Among the records below, how many lines contain the word "static"? The answer is a single number.

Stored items
- Opening Delimiter -

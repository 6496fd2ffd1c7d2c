use std::{
    env,
    path::{Path, PathBuf},
    time::Duration,
};

use crate::{errors::Error, Result};

pub const DEFAULT_API_BASE: &str = "https://api.telegram.org";
pub const DEFAULT_UNAUTHORIZED_MESSAGE: &str = "Unauthorized. Contact the bot owner for access.";

/// Typed configuration for the bot process.
#[derive(Clone, Debug)]
pub struct Config {
    // Remote API
    pub bot_token: String,
    pub api_base: String,
    pub request_timeout: Duration,

    // Polling
    pub long_polling_timeout: Duration,
    pub fail_retry_interval: Duration,

    // Durable state (cursor record lives here)
    pub working_dir: PathBuf,

    // Authorization
    pub allowed_users: Vec<i64>,
    pub unauthorized_message: String,
}

impl Config {
    /// Load from the process environment, reading `.env` first if present.
    pub fn load() -> Result<Self> {
        load_env_file(Path::new(".env"))?;
        Self::from_lookup(|key| env::var(key).ok())
    }

    /// Parse configuration from an arbitrary key lookup.
    pub fn from_lookup(lookup: impl Fn(&str) -> Option<String>) -> Result<Self> {
        let bot_token = lookup("TELEGRAM_BOT_TOKEN").unwrap_or_default();
        if bot_token.trim().is_empty() {
            return Err(Error::Config(
                "TELEGRAM_BOT_TOKEN environment variable is required".to_string(),
            ));
        }

        let api_base = lookup("TELEGRAM_API_BASE")
            .and_then(non_empty)
            .unwrap_or_else(|| DEFAULT_API_BASE.to_string())
            .trim_end_matches('/')
            .to_string();

        let working_dir = lookup("POLLBOT_WORKING_DIR")
            .and_then(non_empty)
            .map(PathBuf::from)
            .unwrap_or_else(|| PathBuf::from("."));

        let long_polling_timeout =
            Duration::from_secs(parse_u64(&lookup, "LONG_POLLING_TIMEOUT")?.unwrap_or(30));
        let fail_retry_interval =
            Duration::from_secs(parse_u64(&lookup, "FAIL_RETRY_INTERVAL")?.unwrap_or(5));
        let request_timeout =
            Duration::from_secs(parse_u64(&lookup, "REQUEST_TIMEOUT")?.unwrap_or(10));

        let allowed_users = parse_csv_i64(lookup("TELEGRAM_ALLOWED_USERS"))?;
        let unauthorized_message = lookup("UNAUTHORIZED_MESSAGE")
            .and_then(non_empty)
            .unwrap_or_else(|| DEFAULT_UNAUTHORIZED_MESSAGE.to_string());

        Ok(Self {
            bot_token: bot_token.trim().to_string(),
            api_base,
            request_timeout,
            long_polling_timeout,
            fail_retry_interval,
            working_dir,
            allowed_users,
            unauthorized_message,
        })
    }
}

/// Export `.env` entries into the process environment. Variables that are
/// already set win; a missing file is not an error.
fn load_env_file(path: &Path) -> Result<()> {
    match dotenvy::from_path(path) {
        Ok(()) => Ok(()),
        Err(e) if e.not_found() => Ok(()),
        Err(e) => Err(Error::Config(format!("{}: {e}", path.display()))),
    }
}

fn parse_u64(lookup: &impl Fn(&str) -> Option<String>, key: &str) -> Result<Option<u64>> {
    let Some(raw) = lookup(key).and_then(non_empty) else {
        return Ok(None);
    };
    raw.trim()
        .parse::<u64>()
        .map(Some)
        .map_err(|e| Error::Config(format!("{key} must be a non-negative integer: {e}")))
}

fn parse_csv_i64(v: Option<String>) -> Result<Vec<i64>> {
    v.unwrap_or_default()
        .split(',')
        .map(|s| s.trim())
        .filter(|s| !s.is_empty())
        .map(|s| {
            s.parse::<i64>()
                .map_err(|e| Error::Config(format!("invalid user id {s:?}: {e}")))
        })
        .collect()
}

fn non_empty(s: String) -> Option<String> {
    if s.trim().is_empty() {
        None
    } else {
        Some(s)
    }
}
//! Ordered handler chain.
//!
//! Handlers run in registration order until one returns [`Flow::Stop`]. A
//! handler error is logged and the next handler still runs.

use std::{future::Future, sync::Arc};

use async_trait::async_trait;
use tracing::{debug, error, warn};

use pollbot_core::Result;
use pollbot_telegram::Update;

use crate::context::Context;

#[derive(Clone, Copy, Debug, PartialEq, Eq)]
pub enum Flow {
    /// Pass the update to the next handler.
    Continue,
    /// End the chain for this update.
    Stop,
}

#[async_trait]
pub trait UpdateHandler: Send + Sync {
    async fn handle(&self, ctx: &Context, update: &Update) -> Result<Flow>;
}

/// Wraps an `async fn(Context, Update) -> Result<Flow>`.
pub struct FnHandler<F>(pub F);

#[async_trait]
impl<F, Fut> UpdateHandler for FnHandler<F>
where
    F: Fn(Context, Update) -> Fut + Send + Sync,
    Fut: Future<Output = Result<Flow>> + Send + 'static,
{
    async fn handle(&self, ctx: &Context, update: &Update) -> Result<Flow> {
        (self.0)(ctx.clone(), update.clone()).await
    }
}

/// Projects one payload out of an update before calling a narrower handler.
///
/// The handler is called for every update, with `None` when the projected
/// payload is absent.
pub struct Projected<T, F> {
    project: fn(&Update) -> Option<&T>,
    handler: F,
}

impl<T, F> Projected<T, F> {
    pub fn new(project: fn(&Update) -> Option<&T>, handler: F) -> Self {
        Self { project, handler }
    }
}

#[async_trait]
impl<T, F, Fut> UpdateHandler for Projected<T, F>
where
    T: Clone + Send + Sync + 'static,
    F: Fn(Context, Option<T>) -> Fut + Send + Sync,
    Fut: Future<Output = Result<Flow>> + Send + 'static,
{
    async fn handle(&self, ctx: &Context, update: &Update) -> Result<Flow> {
        let payload = (self.project)(update).cloned();
        (self.handler)(ctx.clone(), payload).await
    }
}

#[derive(Clone, Default)]
pub struct DispatchChain {
    handlers: Vec<Arc<dyn UpdateHandler>>,
}

impl DispatchChain {
    pub fn new() -> Self {
        Self::default()
    }

    pub fn push(&mut self, handler: Arc<dyn UpdateHandler>) {
        self.handlers.push(handler);
    }

    pub fn len(&self) -> usize {
        self.handlers.len()
    }

    pub fn is_empty(&self) -> bool {
        self.handlers.is_empty()
    }

    pub async fn dispatch(&self, ctx: &Context, update: &Update) {
        if self.handlers.is_empty() {
            warn!(
                update_id = update.update_id,
                "no handlers registered; use the on_* methods to add some"
            );
            return;
        }

        for (idx, handler) in self.handlers.iter().enumerate() {
            match handler.handle(ctx, update).await {
                Ok(Flow::Continue) => {}
                Ok(Flow::Stop) => {
                    debug!(update_id = update.update_id, handler = idx, "chain stopped");
                    return;
                }
                Err(e) => {
                    error!(
                        update_id = update.update_id,
                        handler = idx,
                        error = %e,
                        "handler failed"
                    );
                }
            }
        }
    }
}

#[cfg(test)]
mod tests {
    use super::*;
    use crate::fake::FakeApi;
    use pollbot_core::errors::Error;
    use pollbot_telegram::types::Message;
    use std::sync::Mutex;

    struct Recorder {
        name: &'static str,
        flow: Result<Flow>,
        log: Arc<Mutex<Vec<&'static str>>>,
    }

    impl Recorder {
        fn new(
            name: &'static str,
            flow: Result<Flow>,
            log: &Arc<Mutex<Vec<&'static str>>>,
        ) -> Arc<Self> {
            Arc::new(Self {
                name,
                flow,
                log: log.clone(),
            })
        }
    }

    #[async_trait]
    impl UpdateHandler for Recorder {
        async fn handle(&self, _ctx: &Context, _update: &Update) -> Result<Flow> {
            self.log.lock().unwrap().push(self.name);
            match &self.flow {
                Ok(f) => Ok(*f),
                Err(e) => Err(Error::Handler(e.to_string())),
            }
        }
    }

    fn ctx() -> Context {
        Context::new(Arc::new(FakeApi::default()))
    }

    #[tokio::test]
    async fn stop_short_circuits_the_chain() {
        let log = Arc::new(Mutex::new(Vec::new()));
        let mut chain = DispatchChain::new();
        chain.push(Recorder::new("A", Ok(Flow::Continue), &log));
        chain.push(Recorder::new("B", Ok(Flow::Stop), &log));
        chain.push(Recorder::new("C", Ok(Flow::Continue), &log));

        chain.dispatch(&ctx(), &Update::default()).await;
        assert_eq!(*log.lock().unwrap(), vec!["A", "B"]);

        // Stop only applies to the update it was returned for.
        chain.dispatch(&ctx(), &Update::default()).await;
        assert_eq!(*log.lock().unwrap(), vec!["A", "B", "A", "B"]);
    }

    #[tokio::test]
    async fn handler_error_does_not_stop_the_chain() {
        let log = Arc::new(Mutex::new(Vec::new()));
        let mut chain = DispatchChain::new();
        chain.push(Recorder::new("A", Err(Error::Handler("boom".into())), &log));
        chain.push(Recorder::new("B", Ok(Flow::Continue), &log));

        chain.dispatch(&ctx(), &Update::default()).await;
        assert_eq!(*log.lock().unwrap(), vec!["A", "B"]);
    }

    #[derive(Clone, Default)]
    struct LogBuffer(Arc<Mutex<Vec<u8>>>);

    impl std::io::Write for LogBuffer {
        fn write(&mut self, buf: &[u8]) -> std::io::Result<usize> {
            self.0.lock().unwrap().extend_from_slice(buf);
            Ok(buf.len())
        }

        fn flush(&mut self) -> std::io::Result<()> {
            Ok(())
        }
    }

    #[tokio::test]
    async fn empty_chain_warns_about_missing_handlers() {
        let logs = LogBuffer::default();
        let writer = logs.clone();
        let subscriber = tracing_subscriber::fmt()
            .with_writer(move || writer.clone())
            .with_ansi(false)
            .with_max_level(tracing::Level::WARN)
            .finish();
        let _guard = tracing::subscriber::set_default(subscriber);

        let chain = DispatchChain::new();
        assert!(chain.is_empty());
        let update = Update {
            update_id: 17,
            ..Default::default()
        };
        chain.dispatch(&ctx(), &update).await;

        let out = String::from_utf8(logs.0.lock().unwrap().clone()).unwrap();
        assert!(out.contains("WARN"), "{out}");
        assert!(out.contains("no handlers registered"), "{out}");
        assert!(out.contains("update_id=17"), "{out}");
    }

    #[tokio::test]
    async fn projection_passes_none_when_payload_is_absent() {
        let seen = Arc::new(Mutex::new(Vec::new()));
        let sink = seen.clone();
        fn message(u: &Update) -> Option<&Message> {
            u.message.as_ref()
        }
        let handler = Projected::new(
            message,
            move |_ctx: Context, msg: Option<Message>| {
                let sink = sink.clone();
                async move {
                    sink.lock().unwrap().push(msg.and_then(|m| m.text));
                    Ok(Flow::Continue)
                }
            },
        );

        let mut with_message = Update::default();
        with_message.message = Some(Message {
            text: Some("hi".into()),
            ..Default::default()
        });

        handler.handle(&ctx(), &with_message).await.unwrap();
        handler.handle(&ctx(), &Update::default()).await.unwrap();
        assert_eq!(*seen.lock().unwrap(), vec![Some("hi".to_string()), None]);
    }

    #[tokio::test]
    async fn fn_handler_sees_the_whole_update() {
        let handler = FnHandler(|_ctx: Context, u: Update| async move {
            Ok(if u.update_id > 10 { Flow::Stop } else { Flow::Continue })
        });
        let mut u = Update::default();
        u.update_id = 11;
        assert_eq!(handler.handle(&ctx(), &u).await.unwrap(), Flow::Stop);
    }
}
//! Authorization gate evaluated once per update, before dispatch.

use pollbot_core::{config::Config, domain::ChatId};
use pollbot_telegram::Update;

/// Outcome of the gate. A denial names the chat that receives `message`.
#[derive(Clone, Debug, PartialEq, Eq)]
pub enum Authorization {
    Allow,
    Deny { chat_id: ChatId, message: String },
}

pub trait Authorizer: Send + Sync {
    fn authorize(&self, update: &Update) -> Authorization;
}

impl<F> Authorizer for F
where
    F: Fn(&Update) -> Authorization + Send + Sync,
{
    fn authorize(&self, update: &Update) -> Authorization {
        self(update)
    }
}

/// The default gate.
#[derive(Clone, Copy, Debug, Default)]
pub struct AllowAll;

impl Authorizer for AllowAll {
    fn authorize(&self, _update: &Update) -> Authorization {
        Authorization::Allow
    }
}

/// Allows updates whose sender is on a fixed list of user ids.
///
/// An empty list allows everyone. Denials go to the update's chat, or to the
/// sender's private chat when the payload has no chat.
#[derive(Clone, Debug)]
pub struct AllowedUsers {
    users: Vec<i64>,
    message: String,
}

impl AllowedUsers {
    pub fn new(users: Vec<i64>, message: impl Into<String>) -> Self {
        Self {
            users,
            message: message.into(),
        }
    }

    pub fn from_config(cfg: &Config) -> Self {
        Self::new(cfg.allowed_users.clone(), cfg.unauthorized_message.clone())
    }

    pub fn is_allowed(&self, user_id: i64) -> bool {
        self.users.contains(&user_id)
    }
}

impl Authorizer for AllowedUsers {
    fn authorize(&self, update: &Update) -> Authorization {
        if self.users.is_empty() {
            return Authorization::Allow;
        }
        let sender = update.sender();
        if sender.is_some_and(|u| self.is_allowed(u.id.0)) {
            return Authorization::Allow;
        }
        let chat_id = update
            .chat_id()
            .or_else(|| sender.map(|u| ChatId::from(u.id)))
            .unwrap_or_default();
        Authorization::Deny {
            chat_id,
            message: self.message.clone(),
        }
    }
}

#[cfg(test)]
mod tests {
    use super::*;
    use serde_json::json;

    fn message_from(user: i64, chat: i64) -> Update {
        serde_json::from_value(json!({
            "update_id": 1,
            "message": {
                "message_id": 1,
                "from": {"id": user, "is_bot": false, "first_name": "u"},
                "chat": {"id": chat, "type": "group"},
                "text": "hi"
            }
        }))
        .unwrap()
    }

    #[test]
    fn allow_all_allows_everything() {
        assert_eq!(AllowAll.authorize(&Update::default()), Authorization::Allow);
    }

    #[test]
    fn listed_user_is_allowed() {
        let gate = AllowedUsers::new(vec![10, 11], "nope");
        assert_eq!(gate.authorize(&message_from(11, -100)), Authorization::Allow);
    }

    #[test]
    fn unlisted_user_is_denied_at_the_chat() {
        let gate = AllowedUsers::new(vec![10], "nope");
        assert_eq!(
            gate.authorize(&message_from(99, -100)),
            Authorization::Deny {
                chat_id: ChatId(-100),
                message: "nope".into()
            }
        );
    }

    #[test]
    fn chatless_payload_is_denied_at_the_sender() {
        let update: Update = serde_json::from_value(json!({
            "update_id": 2,
            "inline_query": {"id": "q", "from": {"id": 99, "first_name": "u"}, "query": "x", "offset": ""}
        }))
        .unwrap();
        let gate = AllowedUsers::new(vec![10], "nope");
        assert!(matches!(
            gate.authorize(&update),
            Authorization::Deny { chat_id: ChatId(99), .. }
        ));
    }

    #[test]
    fn empty_list_allows_everyone() {
        let gate = AllowedUsers::new(Vec::new(), "nope");
        assert_eq!(gate.authorize(&message_from(99, 1)), Authorization::Allow);
    }

    #[test]
    fn closures_are_authorizers() {
        let gate = |u: &Update| {
            if u.update_id % 2 == 0 {
                Authorization::Allow
            } else {
                Authorization::Deny {
                    chat_id: ChatId(1),
                    message: "odd".into(),
                }
            }
        };
        let mut u = Update::default();
        u.update_id = 4;
        assert_eq!(gate.authorize(&u), Authorization::Allow);
        u.update_id = 5;
        assert!(matches!(gate.authorize(&u), Authorization::Deny { .. }));
    }
}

- Closing Delimiter -

*Result for this exercise*:
7